(INPUT begins)

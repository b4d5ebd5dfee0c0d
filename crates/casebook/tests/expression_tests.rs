//! The expression evaluator: typed operand dispatch, identifier resolution,
//! collections, and error surfacing.

use casebook::{
    BinaryOp, Context, Environment, ErrorKind, Expr, ExprLoc, SourceLoc, UnaryOp, Value, ValueData,
};
use pretty_assertions::assert_eq;

fn atom(value: Value) -> ExprLoc {
    ExprLoc::from_value(value)
}

fn binary(op: BinaryOp, left: Value, right: Value) -> ExprLoc {
    ExprLoc::new(
        SourceLoc::UNKNOWN,
        Expr::Binary {
            op,
            left: Box::new(atom(left)),
            right: Box::new(atom(right)),
        },
    )
}

fn unary(op: UnaryOp, operand: Value) -> ExprLoc {
    ExprLoc::new(
        SourceLoc::UNKNOWN,
        Expr::Unary {
            op,
            operand: Box::new(atom(operand)),
        },
    )
}

fn env() -> Environment {
    Environment::new(Context::default())
}

fn eval(expr: &ExprLoc) -> casebook::RunResult<Value> {
    expr.resolve(&env(), true)
}

// =============================================================================
// 1. binary operators over matched types
// =============================================================================

/// Well-typed operators agree with the native operation on the unwrapped
/// values.
#[test]
fn number_arithmetic_matches_native() {
    let cases = [
        (BinaryOp::Add, 7.0),
        (BinaryOp::Sub, 3.0),
        (BinaryOp::Mul, 10.0),
        (BinaryOp::Div, 2.5),
    ];
    for (op, expected) in cases {
        let got = eval(&binary(op, Value::from(5.0), Value::from(2.0))).unwrap();
        assert_eq!(got, Value::from(expected), "operator {op}");
    }
}

#[test]
fn number_comparisons_match_native() {
    let cases = [
        (BinaryOp::Lt, true),
        (BinaryOp::LtE, true),
        (BinaryOp::Gt, false),
        (BinaryOp::GtE, false),
        (BinaryOp::Eq, false),
        (BinaryOp::NotEq, true),
    ];
    for (op, expected) in cases {
        let got = eval(&binary(op, Value::from(2.0), Value::from(5.0))).unwrap();
        assert_eq!(got, Value::from(expected), "operator {op}");
    }
}

/// `+` concatenates strings; ordering is lexicographic.
#[test]
fn string_operators() {
    let got = eval(&binary(BinaryOp::Add, Value::from("case"), Value::from("book"))).unwrap();
    assert_eq!(got, Value::from("casebook"));

    let got = eval(&binary(BinaryOp::Lt, Value::from("abc"), Value::from("abd"))).unwrap();
    assert_eq!(got, Value::from(true));

    let got = eval(&binary(BinaryOp::Eq, Value::from("x"), Value::from("x"))).unwrap();
    assert_eq!(got, Value::from(true));
}

#[test]
fn bool_logic_operators() {
    let got = eval(&binary(BinaryOp::And, Value::from(true), Value::from(false))).unwrap();
    assert_eq!(got, Value::from(false));
    let got = eval(&binary(BinaryOp::Or, Value::from(true), Value::from(false))).unwrap();
    assert_eq!(got, Value::from(true));
    let got = eval(&binary(BinaryOp::NotEq, Value::from(true), Value::from(false))).unwrap();
    assert_eq!(got, Value::from(true));
}

/// Integral doubles compare exactly.
#[test]
fn integral_equality_is_exact() {
    let got = eval(&binary(BinaryOp::Eq, Value::from(3.0), Value::from(3.0))).unwrap();
    assert_eq!(got, Value::from(true));
}

// =============================================================================
// 2. operand errors
// =============================================================================

/// Mixed operand kinds report a mismatch naming both kinds and the operator.
#[test]
fn mixed_kinds_are_a_mismatch() {
    let err = eval(&binary(BinaryOp::Add, Value::from(1.0), Value::from("abc"))).unwrap_err();
    assert_eq!(err.kind, ErrorKind::OperandMismatch);
    assert!(err.message.contains("number"));
    assert!(err.message.contains("string"));
    assert!(err.message.contains('+'));
}

/// Matched kinds with no handler for the operator are unsupported.
#[test]
fn unhandled_matched_kinds_are_unsupported() {
    let err = eval(&binary(BinaryOp::Sub, Value::from("a"), Value::from("b"))).unwrap_err();
    assert_eq!(err.kind, ErrorKind::UnsupportedOperands);

    let err = eval(&binary(BinaryOp::Add, Value::from(true), Value::from(false))).unwrap_err();
    assert_eq!(err.kind, ErrorKind::UnsupportedOperands);

    let lists = binary(
        BinaryOp::Add,
        Value::list(SourceLoc::UNKNOWN, vec![]),
        Value::list(SourceLoc::UNKNOWN, vec![]),
    );
    let err = eval(&lists).unwrap_err();
    assert_eq!(err.kind, ErrorKind::UnsupportedOperands);
}

#[test]
fn division_by_zero_is_an_arithmetic_error() {
    let err = eval(&binary(BinaryOp::Div, Value::from(1.0), Value::from(0.0))).unwrap_err();
    assert_eq!(err.kind, ErrorKind::ArithmeticError);
}

// =============================================================================
// 3. unary operators
// =============================================================================

#[test]
fn neg_requires_number() {
    let got = eval(&unary(UnaryOp::Neg, Value::from(4.0))).unwrap();
    assert_eq!(got, Value::from(-4.0));
    let err = eval(&unary(UnaryOp::Neg, Value::from("x"))).unwrap_err();
    assert_eq!(err.kind, ErrorKind::TypeError);
}

#[test]
fn not_requires_bool() {
    let got = eval(&unary(UnaryOp::Not, Value::from(false))).unwrap();
    assert_eq!(got, Value::from(true));
    let err = eval(&unary(UnaryOp::Not, Value::from(1.0))).unwrap_err();
    assert_eq!(err.kind, ErrorKind::TypeError);
}

// =============================================================================
// 4. the `in` operator
// =============================================================================

#[test]
fn in_list_tests_membership() {
    let list = Value::list(
        SourceLoc::UNKNOWN,
        vec![Value::from("a"), Value::from("b"), Value::from("c")],
    );
    let got = eval(&binary(BinaryOp::In, Value::from("b"), list.clone())).unwrap();
    assert_eq!(got, Value::from(true));
    let got = eval(&binary(BinaryOp::In, Value::from("d"), list)).unwrap();
    assert_eq!(got, Value::from(false));
}

/// Membership in a mapping tests key presence.
#[test]
fn in_mapping_tests_keys() {
    let mut entries = indexmap::IndexMap::new();
    entries.insert("title".to_owned(), Value::from("Noir"));
    let mapping = Value::mapping(SourceLoc::UNKNOWN, entries);
    let got = eval(&binary(BinaryOp::In, Value::from("title"), mapping.clone())).unwrap();
    assert_eq!(got, Value::from(true));
    let got = eval(&binary(BinaryOp::In, Value::from("Noir"), mapping)).unwrap();
    assert_eq!(got, Value::from(false));
}

#[test]
fn in_rejects_non_collection_right_operand() {
    let err = eval(&binary(BinaryOp::In, Value::from("a"), Value::from(3.0))).unwrap_err();
    assert_eq!(err.kind, ErrorKind::TypeError);
}

// =============================================================================
// 5. identifiers
// =============================================================================

/// Identifier atoms resolve through the environment; unresolved passthrough
/// preserves the raw identifier value.
#[test]
fn identifier_resolution_modes() {
    let mut env = env();
    env.declare(SourceLoc::UNKNOWN, "x", "", Value::from(9.0), false).unwrap();
    let expr = atom(Value::identifier(SourceLoc::UNKNOWN, "x"));

    let resolved = expr.resolve(&env, true).unwrap();
    assert_eq!(resolved, Value::from(9.0));

    let passthrough = expr.resolve(&env, false).unwrap();
    assert!(matches!(passthrough.data(), ValueData::Identifier(name) if name == "x"));
}

#[test]
fn unknown_identifier_is_undeclared() {
    let expr = atom(Value::identifier(SourceLoc::UNKNOWN, "ghost"));
    let err = expr.resolve(&env(), true).unwrap_err();
    assert_eq!(err.kind, ErrorKind::Undeclared);
}

/// Dotted identifiers traverse properties; missing segments surface as
/// PropertyMissing.
#[test]
fn dotted_identifier_traverses_properties() {
    let mut env = env();
    let mut entries = indexmap::IndexMap::new();
    entries.insert("title".to_owned(), Value::from("Noir"));
    env.declare(
        SourceLoc::UNKNOWN,
        "info",
        "",
        Value::mapping(SourceLoc::UNKNOWN, entries),
        false,
    )
    .unwrap();

    let got = atom(Value::identifier(SourceLoc::UNKNOWN, "info.title"))
        .resolve(&env, true)
        .unwrap();
    assert_eq!(got, Value::from("Noir"));

    let err = atom(Value::identifier(SourceLoc::UNKNOWN, "info.missing"))
        .resolve(&env, true)
        .unwrap_err();
    assert_eq!(err.kind, ErrorKind::PropertyMissing);
}

// =============================================================================
// 6. collections & compound identity
// =============================================================================

#[test]
fn list_literal_resolves_items_in_order() {
    let mut env = env();
    env.declare(SourceLoc::UNKNOWN, "x", "", Value::from(2.0), false).unwrap();
    let expr = ExprLoc::new(
        SourceLoc::UNKNOWN,
        Expr::ListLiteral(vec![
            atom(Value::from(1.0)),
            atom(Value::identifier(SourceLoc::UNKNOWN, "x")),
        ]),
    );
    let got = expr.resolve(&env, true).unwrap();
    assert_eq!(
        got,
        Value::list(SourceLoc::UNKNOWN, vec![Value::from(1.0), Value::from(2.0)])
    );
}

#[test]
fn mapping_literal_resolves_values() {
    let expr = ExprLoc::new(
        SourceLoc::UNKNOWN,
        Expr::MappingLiteral(vec![("k".to_owned(), atom(Value::from(1.0)))]),
    );
    let got = eval(&expr).unwrap();
    let entries = got.expect_mapping().unwrap();
    assert_eq!(entries["k"], Value::from(1.0));
}

/// A single-atom expression reports its value; compound expressions do not.
#[test]
fn atomic_expression_identity() {
    let atomic = atom(Value::from(1.0));
    assert!(atomic.atom_value().is_some());
    assert_eq!(atomic.as_debug_str(), "1");

    let compound = binary(BinaryOp::Add, Value::from(1.0), Value::from(2.0));
    assert!(compound.atom_value().is_none());
    assert_eq!(compound.as_debug_str(), "CompoundExpression");
}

(INPUT ends)

## TASK OBJECTIVE:
Could you write out only the lines of the listing above from the one that contains "let atomic = atom(Value::from(1.0));" through its final line, exactly and inclusive?

## TASK RESPONSE:
    let atomic = atom(Value::from(1.0));
    assert!(atomic.atom_value().is_some());
    assert_eq!(atomic.as_debug_str(), "1");

    let compound = binary(BinaryOp::Add, Value::from(1.0), Value::from(2.0));
    assert!(compound.atom_value().is_none());
    assert_eq!(compound.as_debug_str(), "CompoundExpression");
}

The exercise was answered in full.